We have been spending a lot of time lately in therapy (and trying to reinforce/generalize when we have time with Alanna) developing Alanna's play skills.  Play skills are the basis for many other interventions in autism, including Floortime (especially the PLAY project).  Now that Alanna is starting to gain some play skills, we can use these opportunities to develop social communication, eye contact and joint attention. Alanna can also begin to play independently in a functional/imaginative way.  As she masters playing with different toys, she can then play with them in her playroom downstairs and keep "busy" while we do chores in a way that's functional.  

Alanna can:
  • String beads like no-one's business.
  • Do a variety of puzzles; as she learns new puzzles she is doing harder ones.
  • Make pictures with shapes.
  • Build towers with blocks.
  • Play with a Mr.
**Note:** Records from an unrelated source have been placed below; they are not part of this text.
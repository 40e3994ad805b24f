//! Challenge entity - count-based cooking goals
//!
//! A challenge asks a user to cook `target_count` recipes, optionally restricted
//! to recipes tagged with one category and optionally time-boxed to a number of
//! days counted from the moment the user starts it.
//!
//! Challenges are owned by the catalog. The progress engine only reads them.

use std::collections::HashSet;

use chrono::Duration;
use serde::{Deserialize, Serialize};

use crate::{Category, CategoryId, ChallengeId};

/// A cooking challenge definition.
#[derive(Debug, Clone, PartialEq, Eq, Serialize, Deserialize)]
#[serde(rename_all = "camelCase")]
pub struct Challenge {
    id: ChallengeId,
    title: String,
    description: Option<String>,
    image_url: Option<String>,
    /// Length of the window in days, counted from `started_at`. `None` never expires.
    duration_days: Option<u32>,
    /// Number of cooked recipes needed. `None` or zero never auto-completes.
    target_count: Option<u32>,
    /// Only recipes in this category count. `None` accepts every recipe.
    category_id: Option<CategoryId>,
    /// Display data for `category_id`, when the store loaded it.
    category: Option<Category>,
}

impl Challenge {
    pub fn new(title: impl Into<String>) -> Self {
        Self {
            id: ChallengeId::new(),
            title: title.into(),
            description: None,
            image_url: None,
            duration_days: None,
            target_count: None,
            category_id: None,
            category: None,
        }
    }

    // === Accessors ===

    pub fn id(&self) -> ChallengeId {
        self.id
    }

    pub fn title(&self) -> &str {
        &self.title
    }

    pub fn description(&self) -> Option<&str> {
        self.description.as_deref()
    }

    pub fn image_url(&self) -> Option<&str> {
        self.image_url.as_deref()
    }

    pub fn duration_days(&self) -> Option<u32> {
        self.duration_days
    }

    pub fn target_count(&self) -> Option<u32> {
        self.target_count
    }

    pub fn category_id(&self) -> Option<CategoryId> {
        self.category_id
    }

    pub fn category(&self) -> Option<&Category> {
        self.category.as_ref()
    }

    // === Rules ===

    /// The positive target, if the challenge can complete by count at all.
    pub fn effective_target(&self) -> Option<u32> {
        self.target_count.filter(|target| *target > 0)
    }

    /// Whether `count` satisfies the target. Always false without a positive target.
    pub fn is_target_reached(&self, count: u32) -> bool {
        self.effective_target()
            .is_some_and(|target| count >= target)
    }

    /// Length of the challenge window. Zero days is treated like no limit.
    pub fn window(&self) -> Option<Duration> {
        self.duration_days
            .filter(|days| *days > 0)
            .map(|days| Duration::days(i64::from(days)))
    }

    /// Whether a recipe tagged with `categories` counts toward this challenge.
    pub fn accepts(&self, categories: &HashSet<CategoryId>) -> bool {
        match self.category_id {
            None => true,
            Some(category_id) => categories.contains(&category_id),
        }
    }

    // === Builder Methods ===

    pub fn with_id(mut self, id: ChallengeId) -> Self {
        self.id = id;
        self
    }

    pub fn with_description(mut self, description: impl Into<String>) -> Self {
        self.description = Some(description.into());
        self
    }

    pub fn with_image_url(mut self, image_url: impl Into<String>) -> Self {
        self.image_url = Some(image_url.into());
        self
    }

    pub fn with_duration_days(mut self, days: u32) -> Self {
        self.duration_days = Some(days);
        self
    }

    pub fn with_target_count(mut self, target: u32) -> Self {
        self.target_count = Some(target);
        self
    }

    pub fn with_category(mut self, category_id: CategoryId) -> Self {
        if self.category.as_ref().is_some_and(|c| c.id != category_id) {
            self.category = None;
        }
        self.category_id = Some(category_id);
        self
    }

    /// Set the filter category together with its display data.
    pub fn with_category_details(mut self, category: Category) -> Self {
        self.category_id = Some(category.id);
        self.category = Some(category);
        self
    }
}
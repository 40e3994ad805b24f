use std::fmt;
use std::str::FromStr;

use serde::{Deserialize, Serialize};
use uuid::Uuid;

use crate::error::DomainError;

macro_rules! define_id {
    ($name:ident) => {
        #[derive(Debug, Clone, Copy, PartialEq, Eq, Hash, Serialize, Deserialize)]
        #[serde(transparent)]
        pub struct $name(Uuid);

        impl $name {
            pub fn new() -> Self {
                Self(Uuid::new_v4())
            }

            pub fn from_uuid(uuid: Uuid) -> Self {
                Self(uuid)
            }

            pub fn as_uuid(&self) -> &Uuid {
                &self.0
            }

            pub fn to_uuid(self) -> Uuid {
                self.0
            }
        }

        impl Default for $name {
            fn default() -> Self {
                Self::new()
            }
        }

        impl fmt::Display for $name {
            fn fmt(&self, f: &mut fmt::Formatter<'_>) -> fmt::Result {
                write!(f, "{}", self.0)
            }
        }

        impl FromStr for $name {
            type Err = DomainError;

            fn from_str(s: &str) -> Result<Self, Self::Err> {
                Uuid::parse_str(s.trim())
                    .map(Self)
                    .map_err(|e| DomainError::invalid_id(format!("{}: {e}", stringify!($name))))
            }
        }

        impl From<Uuid> for $name {
            fn from(value: Uuid) -> Self {
                Self(value)
            }
        }

        impl From<$name> for Uuid {
            fn from(value: $name) -> Self {
                value.0
            }
        }
    };
}

// Accounts
define_id!(UserId);

// Catalog
define_id!(CategoryId);
define_id!(RecipeId);
define_id!(ChallengeId);

// Progress tracking
define_id!(ProgressId);
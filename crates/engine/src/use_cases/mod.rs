//! Use cases - User story orchestration.
//!
//! Each module contains use cases for a specific domain area.
//! Use cases orchestrate across ports to fulfill user stories.

pub mod challenge;
pub mod cooking;
pub mod validation;

// Re-export main types
pub use challenge::ChallengeUseCases;
pub use cooking::CookingUseCases;
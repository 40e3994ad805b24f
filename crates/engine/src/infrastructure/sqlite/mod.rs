//! SQLite database implementations.

use std::path::Path;
use std::sync::Arc;
use std::time::Duration;

use sqlx::sqlite::{SqliteConnectOptions, SqliteJournalMode, SqlitePoolOptions};
use sqlx::SqlitePool;

use crate::infrastructure::ports::RepoError;

mod helpers;

mod challenge_repo;
mod progress_repo;
mod recipe_repo;
pub mod schema;
pub mod seed;
mod user_repo;

pub use challenge_repo::SqliteChallengeRepo;
pub use progress_repo::SqliteProgressRepo;
pub use recipe_repo::SqliteRecipeRepo;
pub use user_repo::SqliteUserRepo;

const MAX_CONNECTIONS: u32 = 8;
const BUSY_TIMEOUT: Duration = Duration::from_secs(5);

/// Open (creating if needed) the database file and return a pool.
///
/// Foreign keys are enforced so deleting a user or challenge cascades to progress.
pub async fn connect(db_path: impl AsRef<Path>) -> Result<SqlitePool, RepoError> {
    let options = SqliteConnectOptions::new()
        .filename(db_path.as_ref())
        .create_if_missing(true)
        .journal_mode(SqliteJournalMode::Wal)
        .foreign_keys(true)
        .busy_timeout(BUSY_TIMEOUT);

    let pool = SqlitePoolOptions::new()
        .max_connections(MAX_CONNECTIONS)
        .connect_with(options)
        .await
        .map_err(|e| RepoError::database("connect", e))?;

    tracing::info!(path = %db_path.as_ref().display(), "Connected to SQLite");
    Ok(pool)
}

/// Create all SQLite repositories from a pool.
pub struct SqliteRepositories {
    pub progress: Arc<SqliteProgressRepo>,
    pub challenge: Arc<SqliteChallengeRepo>,
    pub recipe: Arc<SqliteRecipeRepo>,
    pub user: Arc<SqliteUserRepo>,
}

impl SqliteRepositories {
    pub fn new(pool: SqlitePool) -> Self {
        Self {
            progress: Arc::new(SqliteProgressRepo::new(pool.clone())),
            challenge: Arc::new(SqliteChallengeRepo::new(pool.clone())),
            recipe: Arc::new(SqliteRecipeRepo::new(pool.clone())),
            user: Arc::new(SqliteUserRepo::new(pool)),
        }
    }
}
Potato Head and put the pieces in random places to make a fun head.
  • Complete shape sorters.
  • Feed her little baby, wipe her face, give her a soother.
  • Cut a piece of pretend birthday cake, put it on a plate, blow out the candles, and decorate it.
  • Pour herself some tea, drink the tea, put some bread on a plate, butter it (and she will sometimes say "ahm-nom-nom" when she pretends to eat). 
When Alanna is doing pretend play, she doesn't do it long because she is not able to think of too many novel actions yet.  But she will pretend without any prompts for several actions, and if you were an outsider she would look like a little girl playing with her tea set, for example. 

I have often wondered if teaching pretend play in this way is effective because I wonder if Alanna "gets" what she is doing.  But then I remember that young children engage in pretend play by imitating what their parents do, and that is how Alanna learned too.  Also, I see she generalizes, which tells me she gets it.  For example, she might pretend to eat something else other than bread, so I know she gets that plastic food is something you pretend to eat.  She feeds her baby but also feeds her bear and even her brother!

Play is an important part of intervention and I am glad we have put some focus on it!